As consideration for its services, the Underwriters will receive a cash commission equal to 6% of the gross proceeds of the Offering. The Company will also issue to the Underwriters compensation warrants in an amount equal to 3% of the number of Units issued pursuant to the Offering. Each compensation warrant will be exercisable into one Unit at the Issue Price, for a period of 24 months following the closing of the Offering.
The Company intends to use the net proceeds of the Offering for working capital, general corporate purposes and to position itself to expand production capacity within its recently announced existing 14-acre greenhouse footprint. For more about the expansion, read here.
The closing date of the Offering is scheduled to be on or about January 11, 2018 and is subject to certain conditions including, but not limited to, the receipt of all necessary approvals, including the approval of the TSX Venture Exchange and the applicable securities regulatory authorities.

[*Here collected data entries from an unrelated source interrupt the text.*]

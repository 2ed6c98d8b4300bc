//! Transient, session-scoped references used by the live preview.
//!
//! A preview reference is only valid while its owner keeps it alive, like a
//! browser object URL. The registry is the sole owner and revokes references
//! when an entry is replaced, removed or cleared.

use std::sync::atomic::{AtomicU64, Ordering};

use bytes::Bytes;
use dashmap::DashMap;

#[derive(Debug, Clone, PartialEq, Eq, Hash)]
#[repr(transparent)]
pub struct PreviewUrl(String);

impl PreviewUrl {
    pub fn new(url: impl Into<String>) -> Self {
        Self(url.into())
    }

    pub fn as_str(&self) -> &str {
        &self.0
    }
}

impl AsRef<str> for PreviewUrl {
    fn as_ref(&self) -> &str {
        self.as_str()
    }
}

impl std::fmt::Display for PreviewUrl {
    fn fmt(&self, f: &mut std::fmt::Formatter<'_>) -> std::fmt::Result {
        f.write_str(&self.0)
    }
}

/// Issues and revokes transient references to image data.
pub trait PreviewStore: Send + Sync {
    fn create(&self, data: Bytes, mime_type: &str) -> PreviewUrl;
    fn revoke(&self, url: &PreviewUrl);
}

/// In-memory [`PreviewStore`] handing out `blob:folio/<n>` references.
#[derive(Debug, Default)]
pub struct MemoryPreviewStore {
    next: AtomicU64,
    live: DashMap<PreviewUrl, (Bytes, String)>,
}

impl MemoryPreviewStore {
    pub fn new() -> Self {
        Self::default()
    }

    pub fn is_live(&self, url: &PreviewUrl) -> bool {
        self.live.contains_key(url)
    }

    pub fn live_count(&self) -> usize {
        self.live.len()
    }

    /// Data and MIME type behind a live reference.
    pub fn resolve(&self, url: &PreviewUrl) -> Option<(Bytes, String)> {
        self.live.get(url).map(|entry| entry.value().clone())
    }
}

impl PreviewStore for MemoryPreviewStore {
    fn create(&self, data: Bytes, mime_type: &str) -> PreviewUrl {
        let id = self.next.fetch_add(1, Ordering::Relaxed);
        let url = PreviewUrl(format!("blob:folio/{id}"));
        self.live.insert(url.clone(), (data, mime_type.to_owned()));
        url
    }

    fn revoke(&self, url: &PreviewUrl) {
        if self.live.remove(url).is_none() {
            tracing::debug!(%url, "revoking a preview reference that is not live");
        }
    }
}
//! Error types for folio
//!
//! Only hard failures live here. Missing images, unannotated figures and
//! lossy math extraction are reported as warnings by the passes themselves.

use miette::Diagnostic;
use std::path::PathBuf;

/// Main error type for folio operations
#[derive(thiserror::Error, Debug, Diagnostic)]
pub enum ExportError {
    /// The image bytes could not be decoded into pixel data
    #[error("failed to decode image {filename}: {message}")]
    #[diagnostic(
        code(folio::registry::decode),
        help("only PNG, JPEG, GIF and WebP sources can be embedded")
    )]
    Decode { filename: String, message: String },

    /// Decoded pixels could not be re-encoded into a portable format
    #[error("failed to encode image {filename} as {format}: {message}")]
    #[diagnostic(code(folio::registry::encode))]
    Encode {
        filename: String,
        format: String,
        message: String,
    },

    /// The rasterizer produced no usable encoding
    #[error("no portable encoding available for {0}")]
    #[diagnostic(code(folio::registry::no_encoding))]
    NoEncoding(String),

    /// IO error
    #[error("io error at {}: {source}", path.display())]
    #[diagnostic(code(folio::io))]
    Io {
        path: PathBuf,
        #[source]
        source: std::io::Error,
    },

    /// Configuration could not be loaded
    #[error(transparent)]
    #[diagnostic_source]
    Config(#[from] ConfigError),

    /// Background rasterization task failed to complete
    #[error(transparent)]
    #[diagnostic(code(folio::task))]
    Task(#[from] tokio::task::JoinError),
}

impl ExportError {
    pub fn io(path: impl Into<PathBuf>, source: std::io::Error) -> Self {
        Self::Io {
            path: path.into(),
            source,
        }
    }
}

/// Configuration loading errors
#[derive(thiserror::Error, Debug, Diagnostic)]
#[non_exhaustive]
pub enum ConfigError {
    #[error("unsupported configuration format: {}", .0.display())]
    #[diagnostic(
        code(folio::config::format),
        help("use a .json or .toml configuration file")
    )]
    UnsupportedFormat(PathBuf),

    #[error("failed to read configuration {}", path.display())]
    #[diagnostic(code(folio::config::read))]
    Read {
        path: PathBuf,
        #[source]
        source: std::io::Error,
    },

    #[error(transparent)]
    #[diagnostic(code(folio::config::json))]
    Json(#[from] serde_json::Error),

    #[error(transparent)]
    #[diagnostic(code(folio::config::toml))]
    Toml(#[from] toml::de::Error),

    #[error("invalid configuration value for `{key}`: {message}")]
    #[diagnostic(code(folio::config::invalid))]
    Invalid { key: &'static str, message: String },
}

pub type Result<T, E = ExportError> = std::result::Result<T, E>;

This press release shall not constitute an offer to sell or the solicitation of an offer to buy nor shall there be any sale of the securities in any state in which such offer, solicitation or sale would be unlawful. The securities being offered have not been, nor will they be, registered under the United States Securities Act of 1933, as amended, and may not be offered or sold in the United States absent registration or an applicable exemption from the registration requirements of the United States Securities Act of 1933, as amended, and applicable state securities laws.
About WeedMD Inc.:
WeedMD Inc. is the publicly-traded parent company of WeedMD Rx Inc., a federally-licensed producer and distributor of medical cannabis pursuant to the Access to Cannabis for Medical Purposes Regulations (“ACMPR”). The Company operates a 26,000 sq. ft. indoor facility in Aylmer, ON, and is awaiting its second-site cultivation license for its greenhouse facility located in Strathroy, Ontario, representing 610,000 sq. ft. or 14 acres under glass. WeedMD has entered into supply agreements in addition to strategic relationships with established cannabis brands. The Company is focused on providing medical cannabis to the senior’s market including long-term care and assisted living markets in Canada through its proprietary implementation platform. It is dedicated to educating healthcare practitioners and furthering public understanding of the role that medical cannabis plays – including as it pertains to regulatory requirements, indications and potential side effects.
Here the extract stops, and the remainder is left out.